The authorization code grant enables you to drive user authentication flows from native applications; moreover, it offers important features (such as refresh tokens) which can help you to maintain long running sessions while minimizing the need to prompt users for their credentials.

Our OAuth2 preview also gives Administrators fine-grained control over which applications can have which sets of access privileges to the directory Graph API.

As part of this work, our Graph API has been extended to include new entities which facilitate managing delegation relationships between clients and services and the Graph Explorer, the test tool we made available during the first developer preview to explore the Graph API, has been updated to enable you to experiment with new features.
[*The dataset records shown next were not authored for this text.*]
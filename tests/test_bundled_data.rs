//! Checks against the shipped dataset and default config.

use std::path::Path;

use courtside::config::{self, EnvOverrides};
use courtside::llm::LlmProvider;
use courtside::llm::providers::dummy::DummyProvider;
use courtside::subsystems::agents::roster::Roster;
use courtside::subsystems::agents::{Assistant, intent};

const DATASET: &str = "data/NBA-playerlist.csv";

fn assistant() -> Assistant {
    Assistant::new(Roster::load(Path::new(DATASET)), LlmProvider::Dummy(DummyProvider))
}

#[test]
fn default_config_parses() {
    let cfg = config::load_from(Path::new("config/default.toml"), &EnvOverrides::default()).unwrap();
    assert_eq!(cfg.bot_name, "courtside");
    assert_eq!(cfg.roster.path, Path::new(DATASET));
    assert_eq!(cfg.comms.http.bind, "127.0.0.1:5000");
    assert_eq!(cfg.llm.provider, "openai");
    assert_eq!(cfg.llm.openai.model, "gpt-4");
    assert_eq!(cfg.llm.openai.max_tokens, 150);
    assert!(cfg.llm_api_key.is_none());
}

#[test]
fn dataset_loads_with_quoted_commas() {
    let roster = Roster::try_load(Path::new(DATASET)).unwrap();
    assert_eq!(roster.len(), 9);
    let lebron = roster.find_by_name("LeBron James").unwrap();
    assert_eq!(lebron.get("DISPLAY_LAST_COMMA_FIRST"), Some("James, LeBron"));
    assert_eq!(lebron.team(), "Los Angeles Lakers");
}

#[test]
fn exact_match_beats_substring_and_order_decides_ties() {
    let roster = Roster::load(Path::new(DATASET));
    assert_eq!(roster.find_by_name("james harden").unwrap().display_name(), "James Harden");
    // "james" is a substring of both; dataset order picks LeBron.
    assert_eq!(roster.find_by_name("james").unwrap().display_name(), "LeBron James");
}

#[tokio::test]
async fn player_questions_over_sample() {
    let a = assistant();
    assert_eq!(
        a.route("What team did Stephen Curry play for?").await,
        "Stephen Curry played for the Golden State Warriors."
    );
    assert_eq!(a.route("When did Michael Jordan play").await, "Michael Jordan played from 1984 to 2002.");
    assert_eq!(a.route("did dwight howard play in other leagues").await, "Dwight Howard has experience in other leagues.");
    assert_eq!(
        a.route("tell me everything about kobe bryant").await,
        "Name: Kobe Bryant | Career: 1996 to 2015 | Team: an unknown team | Current Status: Inactive | No experience in other leagues"
    );
}

#[tokio::test]
async fn rule_order_over_sample() {
    let a = assistant();
    assert_eq!(a.route("Hey!").await, intent::GREETING_REPLY);
    assert_eq!(a.route("how are you").await, intent::SMALL_TALK_REPLY);
    assert_eq!(a.route("Who won in 2024?").await, "The NBA champion in 2024 was the Boston Celtics.");
    assert_eq!(a.route("ai: who won in 2024?").await, "[echo] who won in 2024?");
    assert_eq!(a.route("what about zion williamson").await, intent::FALLBACK_REPLY);
}

#[test]
fn missing_dataset_gives_empty_roster() {
    let roster = Roster::load(Path::new("data/does-not-exist.csv"));
    assert!(roster.is_empty());
    assert!(roster.load_error().is_some());
}
//! Subsystem modules for Courtside.

pub mod agents;
pub mod comms;
pub mod memory;
pub mod runtime;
Windows Azure Authentication Library (AAL) for Windows Store

Like its .NET counterpart (announced here) AAL for Windows Store makes it easy for you to add authentication capabilities to your modern client apps, delegating the heavy lifting to Windows Azure AD by taking advantage of the new OAuth2 code grant support.

AAL for Windows Store takes full advantage of the Windows Runtime environment features. For example:

  • It is packaged as a Windows Runtime Component, which allows you to use the library in both C# and HTML5/JavaScript application types
  • It wraps the WebAuthenticationBroker, a Windows 8 feature designed to facilitate web based authentication flows and single sign on across trusted apps
  • It offers transparent session management: AAL leverages the Credential Vault feature in Windows 8 to take care of persistent token caching, automatic token refreshing and even roaming across trusted machines!

 

Together, those new features will help you deliver a modern application authorization experience that takes advantage of Windows Azure AD from your native client applications running on Windows RT and Windows 8 devices.“

Developer Preview of OAuth Code Grant and AAL for Windows Store Apps - Active Directory Team Blog - Site Home - MSDN Blogs

https://blogs.msdn.com/b/active_directory_team_blog/archive/2013/04/22/developer-preview-of-oauth-code-grant-and-aal-for-windows-store-apps.aspx

Comments

  • Anonymous
    April 24, 2013
    Any chance of being able to delete test azure active directories we've created (with totally the wrong name for production use)? Or perhaps just add another production instance?